Na altura, o autor do blogue, o professor Alexandre Henriques escreveu “que os professores são uma classe profissional com um estatuto intelectual que deve ser preservado e não confundido com entertainers televisivos, envolvidos numa competição de audiências em programas de companhia/entretenimento”. Ao PÚBLICO, Alexandre Henriques defende que “não se pode querer passar da figura de professor para entertainer”, ainda que admita que a imagem de uma pessoa distante associada a um professor esteja em processo de renovação.
Em oposição, Marília Farinha, professora do Departamento de Pedagogia e Educação da Universidade de Évora, considera que “o facto de um professor ir a esse tipo de programa não o descredibiliza”, apontando um certo “conservadorismo” na origem das críticas. “O professor continua a ser um cidadão e não há nada no seu estatuto que o impeça” de participar num formato do género. “Desde que assuma um comportamento responsável, não coloca nada em causa.” Além disso, a docente chama a atenção para o facto de este programa chegar a outros públicos, “como os avós”.
No mesmo sentido disserta Ana da Silva, com experiência de ensino no básico e secundário e durante muitos anos ligada à formação de professores, considerando “um exagero estas preocupações”, que não existiriam com mais confiança por parte de toda a classe. “Não só não vejo essas linhas vermelhas”, como se está “a desviar as atenções para o menos importante”. “O que é importante é perceber que a escola, mesmo enquanto espaço, tem de evoluir”, diz, esperando que o actual contexto sirva para renovar as ferramentas e os locais de ensino. “Se formos a um museu, percebe-se que pouco mudou numa sala de aula desde o século XIX”, constata.
O sucesso do brincar
“Com os mais pequenos, primeiro temos de chegar ao coração e só depois conseguimos lá deixar alguma coisa”, diz Helena Ramos, uma das professoras que marcou presença no programa da TVI e que, mais tarde, se confessou incomodada. Mas não tanto pelo conceito de entretenimento associado ao ensino, explica ao PÚBLICO. Afinal, insiste, “é fundamental nestas faixas etárias saber brincar”.
No entanto, a docente admite que “não estava preparada para esta exposição”, confessando sentir haver muita gente “à espera que dê um passo em falso” — uma visão partilhada com Alexandre Henriques, que confessa o seu receio do que se “pode perder com o mediatismo”.

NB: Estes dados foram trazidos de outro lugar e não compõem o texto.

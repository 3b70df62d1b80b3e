pub mod client;
pub mod entity;
pub mod error;
pub mod executor;

pub use client::{EntityClient, WriteMode, WriteOutcome};
pub use entity::Entity;
pub use error::ApiError;
pub use executor::{Completion, EntityBackend, HttpExecutor, Request, RequestTracker, Response, Slot, Ticket};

Sobre a ida à TVI, Helena Ramos sintetiza “não ter ajudado a dignificar o nosso trabalho” e desabafa ter-lhe desagradado sobretudo a postura de quem “fez papel de alunos parvinhos”: o apresentador Manuel Luís Goucha e os cronistas Ana Arrebentinha e Flávio Furtado. Afinal, aquilo que as docentes protagonizaram em frente às câmaras de um programa de entretenimento é exactamente o mesmo que fazem nas emissões do #EstudoemCasa ou numa sala de aula — a diferença é que nestes espaços “é normal”.

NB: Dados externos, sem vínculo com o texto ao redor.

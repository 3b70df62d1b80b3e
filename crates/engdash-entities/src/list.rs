use engdash_api::Entity;
use engdash_core::keybinds::TextInput;
use engdash_core::listing::{FlatListing, item_matches};
use engdash_core::option_tree::{OptionTree, TreeOption, find_node};

use crate::forest::{build_forest, flatten};
use crate::kind::EntityKind;

/// Flat kinds page through a filtered list; tree kinds show the
/// expandable, filterable forest.
#[derive(Debug, Clone)]
pub enum ListView {
    Flat(FlatListing),
    Tree(OptionTree<Entity>),
}

/// The list half of an entity page.
#[derive(Debug, Clone)]
pub struct EntityList {
    kind: &'static EntityKind,
    items: Vec<Entity>,
    pub view: ListView,
    pub search: TextInput,
}

impl EntityList {
    pub fn new(kind: &'static EntityKind, page_size: usize, expand_all: bool) -> Self {
        let view = if kind.tree {
            ListView::Tree(OptionTree::new(expand_all))
        } else {
            ListView::Flat(FlatListing::new(page_size))
        };
        Self {
            kind,
            items: Vec::new(),
            view,
            search: TextInput::new(),
        }
    }

    pub fn kind(&self) -> &'static EntityKind {
        self.kind
    }

    /// Raw collection as fetched.
    pub fn items(&self) -> &[Entity] {
        &self.items
    }

    /// The collection as a forest (tree kinds) or as-is (flat kinds).
    pub fn forest(&self) -> Vec<Entity> {
        match &self.view {
            ListView::Tree(tree) => tree.forest().to_vec(),
            ListView::Flat(_) => self.items.clone(),
        }
    }

    pub fn set_items(&mut self, items: Vec<Entity>) {
        self.items = items;
        if let ListView::Tree(tree) = &mut self.view {
            tree.set_forest(build_forest(&self.items));
        }
        self.refilter();
    }

    pub fn set_search(&mut self, text: &str) {
        self.search = TextInput::with_text(text);
        self.refilter();
    }

    pub fn query(&self) -> &str {
        &self.search.text
    }

    pub fn refilter(&mut self) {
        let kind = self.kind;
        let query = self.search.text.clone();
        match &mut self.view {
            ListView::Flat(listing) => {
                listing.apply_filter(&self.items, &query, |e| kind.subtitle(e));
            }
            ListView::Tree(tree) => {
                let hits = flatten(tree.forest())
                    .into_iter()
                    .filter(|e| item_matches(*e, kind.subtitle(e).as_deref(), &query))
                    .map(TreeOption::key)
                    .collect();
                tree.set_query_matching(query, hits);
            }
        }
    }

    /// The entity under the cursor.
    pub fn selected(&self) -> Option<&Entity> {
        match &self.view {
            ListView::Flat(listing) => listing.selected_index().and_then(|i| self.items.get(i)),
            ListView::Tree(tree) => tree.cursor_row().map(|row| row.node),
        }
    }

    /// Place the cursor on the entity with `id` when it is visible.
    pub fn focus_id(&mut self, id: i64) -> bool {
        let key = id.to_string();
        match &mut self.view {
            ListView::Tree(tree) => tree.focus_key(&key),
            ListView::Flat(listing) => {
                let Some(pos) = self
                    .items
                    .iter()
                    .position(|e| e.key() == key)
                    .and_then(|src| listing.filtered.iter().position(|&i| i == src))
                else {
                    return false;
                };
                let size = listing.pagination.page_size();
                listing.pagination.reset();
                for _ in 0..pos / size {
                    listing.pagination.next(listing.filtered.len());
                }
                listing.list_state.select(Some(pos % size));
                true
            }
        }
    }

    /// Rows shown vs. rows loaded.
    pub fn counts(&self) -> (usize, usize) {
        match &self.view {
            ListView::Flat(listing) => (listing.filtered.len(), self.items.len()),
            ListView::Tree(tree) => (tree.rows().len(), self.items.len()),
        }
    }

    pub fn count_label(&self) -> String {
        let (shown, total) = self.counts();
        let noun = if total == 1 { self.kind.singular } else { self.kind.name };
        if self.search.text.trim().is_empty() {
            format!("{total} {}", noun.to_lowercase())
        } else {
            format!("{shown} of {total} {}", noun.to_lowercase())
        }
    }

    /// Look up a loaded entity anywhere in the collection.
    pub fn find(&self, id: i64) -> Option<&Entity> {
        let key = id.to_string();
        self.items
            .iter()
            .find(|e| e.id == Some(id))
            .or_else(|| find_node(&self.items, &key))
    }

    pub fn move_down(&mut self, n: usize) {
        match &mut self.view {
            ListView::Flat(listing) => listing.move_down(n),
            ListView::Tree(tree) => tree.move_down(n),
        }
    }

    pub fn move_up(&mut self, n: usize) {
        match &mut self.view {
            ListView::Flat(listing) => listing.move_up(n),
            ListView::Tree(tree) => tree.move_up(n),
        }
    }

    pub fn goto_top(&mut self) {
        match &mut self.view {
            ListView::Flat(listing) => listing.goto_top(),
            ListView::Tree(tree) => tree.goto_top(),
        }
    }

    pub fn goto_bottom(&mut self) {
        match &mut self.view {
            ListView::Flat(listing) => listing.goto_bottom(),
            ListView::Tree(tree) => tree.goto_bottom(),
        }
    }

    pub fn next_page(&mut self) {
        if let ListView::Flat(listing) = &mut self.view {
            listing.next_page();
        }
    }

    pub fn prev_page(&mut self) {
        if let ListView::Flat(listing) = &mut self.view {
            listing.prev_page();
        }
    }

    pub fn expand(&mut self) {
        if let ListView::Tree(tree) = &mut self.view {
            tree.expand_cursor();
        }
    }

    pub fn collapse(&mut self) {
        if let ListView::Tree(tree) = &mut self.view {
            tree.collapse_cursor_or_parent();
        }
    }

    pub fn expand_all(&mut self) {
        if let ListView::Tree(tree) = &mut self.view {
            tree.expand_all();
        }
    }

    pub fn collapse_all(&mut self) {
        if let ListView::Tree(tree) = &mut self.view {
            tree.collapse_all();
        }
    }
}

#[cfg(test)]
mod tests {
    use super::*;
    use crate::kind::{GOALS, TEAMS};
    use serde_json::json;

    fn teams() -> Vec<Entity> {
        serde_json::from_value(json!([
            {"id": 1, "name": "Platform", "description": "infra and tooling"},
            {"id": 2, "name": "Payments", "description": "card processing"},
            {"id": 3, "name": "Mobile", "description": "iOS and Android"}
        ]))
        .unwrap()
    }

    fn goals() -> Vec<Entity> {
        serde_json::from_value(json!([
            {"id": 1, "name": "Goal1", "parent": null},
            {"id": 2, "name": "Goal2", "parent": 1},
            {"id": 3, "name": "Goal3", "parent": 2},
            {"id": 4, "name": "Hiring", "parent": null}
        ]))
        .unwrap()
    }

    #[test]
    fn test_flat_search_uses_subtitle_and_pages() {
        let mut list = EntityList::new(&TEAMS, 2, false);
        list.set_items(teams());
        assert_eq!(list.counts(), (3, 3));
        assert_eq!(list.count_label(), "3 teams");

        list.set_search("CARD");
        assert_eq!(list.counts(), (1, 3));
        assert_eq!(list.selected().map(|e| e.name.as_str()), Some("Payments"));
        assert_eq!(list.count_label(), "1 of 3 teams");

        list.set_search("");
        list.next_page();
        assert_eq!(list.selected().map(|e| e.name.as_str()), Some("Mobile"));
    }

    #[test]
    fn test_tree_view_builds_forest_and_filters() {
        let mut list = EntityList::new(&GOALS, 20, false);
        list.set_items(goals());
        assert_eq!(list.counts(), (2, 4));

        list.expand();
        assert_eq!(list.counts(), (3, 4));

        list.set_search("goal3");
        let ListView::Tree(tree) = &list.view else {
            panic!("goals use the tree view");
        };
        let labels: Vec<String> = tree.rows().iter().map(|r| r.node.label().to_string()).collect();
        assert_eq!(labels, vec!["Goal1", "Goal2", "Goal3"]);
    }

    #[test]
    fn test_tree_search_matches_description() {
        let mut list = EntityList::new(&GOALS, 20, false);
        list.set_items(
            serde_json::from_value(json!([
                {"id": 1, "name": "Goal1", "description": "reduce latency"},
                {"id": 2, "name": "Goal2", "parent": 1},
                {"id": 4, "name": "Hiring", "description": "grow the team"}
            ]))
            .unwrap(),
        );

        list.set_search("LATENCY");
        assert_eq!(list.counts(), (1, 3));
        assert_eq!(list.selected().map(|e| e.name.as_str()), Some("Goal1"));
        assert_eq!(list.count_label(), "1 of 3 goals");

        // A description hit deep in the tree keeps its ancestors.
        list.set_items(
            serde_json::from_value(json!([
                {"id": 1, "name": "Goal1"},
                {"id": 2, "name": "Goal2", "parent": 1, "description": "p99 latency"},
                {"id": 4, "name": "Hiring"}
            ]))
            .unwrap(),
        );
        let ListView::Tree(tree) = &list.view else {
            panic!("goals use the tree view");
        };
        let labels: Vec<String> = tree.rows().iter().map(|r| r.node.label().to_string()).collect();
        assert_eq!(labels, vec!["Goal1", "Goal2"]);
    }

    #[test]
    fn test_focus_id() {
        let mut list = EntityList::new(&TEAMS, 2, false);
        list.set_items(teams());
        assert!(list.focus_id(3));
        assert_eq!(list.selected().map(|e| e.id), Some(Some(3)));
        assert!(!list.focus_id(42));

        let mut tree = EntityList::new(&GOALS, 20, true);
        tree.set_items(goals());
        assert!(tree.focus_id(3));
        assert_eq!(tree.selected().and_then(|e| e.id), Some(3));
    }

    #[test]
    fn test_find_and_forest() {
        let mut list = EntityList::new(&GOALS, 20, false);
        list.set_items(goals());
        assert_eq!(list.find(2).map(|e| e.name.as_str()), Some("Goal2"));
        assert!(list.find(9).is_none());
        assert_eq!(list.forest().len(), 2);
    }
}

Por tudo isto, não se sente entusiasmada com todo “o sururu por causa do rap” — “não acho este empolgamento benéfico”, aproveitando para esclarecer que as suas presenças nestes programas não foram pagas. Também Alexandre Henriques, cujo blogue costuma reflectir temas relacionados com a educação, não considera esta exposição “muito benéfica”, apontado a mesma como um “tiro no pé” numa actuação, no âmbito do processo do #EstudoemCasa, globalmente boa.
A direcção do programa Você na Tv! esclarece, em nota enviada ao PÚBLICO, que as professoras foram informadas, “a priori, tanto por telefone como presencialmente, sobre a dinâmica” em que estariam inseridas no programa. “O programa Você na Tv! tem como objectivo diário entreter o público, sem qualquer intenção de gozar ou ridicularizar os convidados. Foi isso mesmo que aconteceu com as professoras do Estudo Em Casa, à semelhança do que já aconteceu noutros programas de entretenimento em que participaram. Estas ou outros professores.”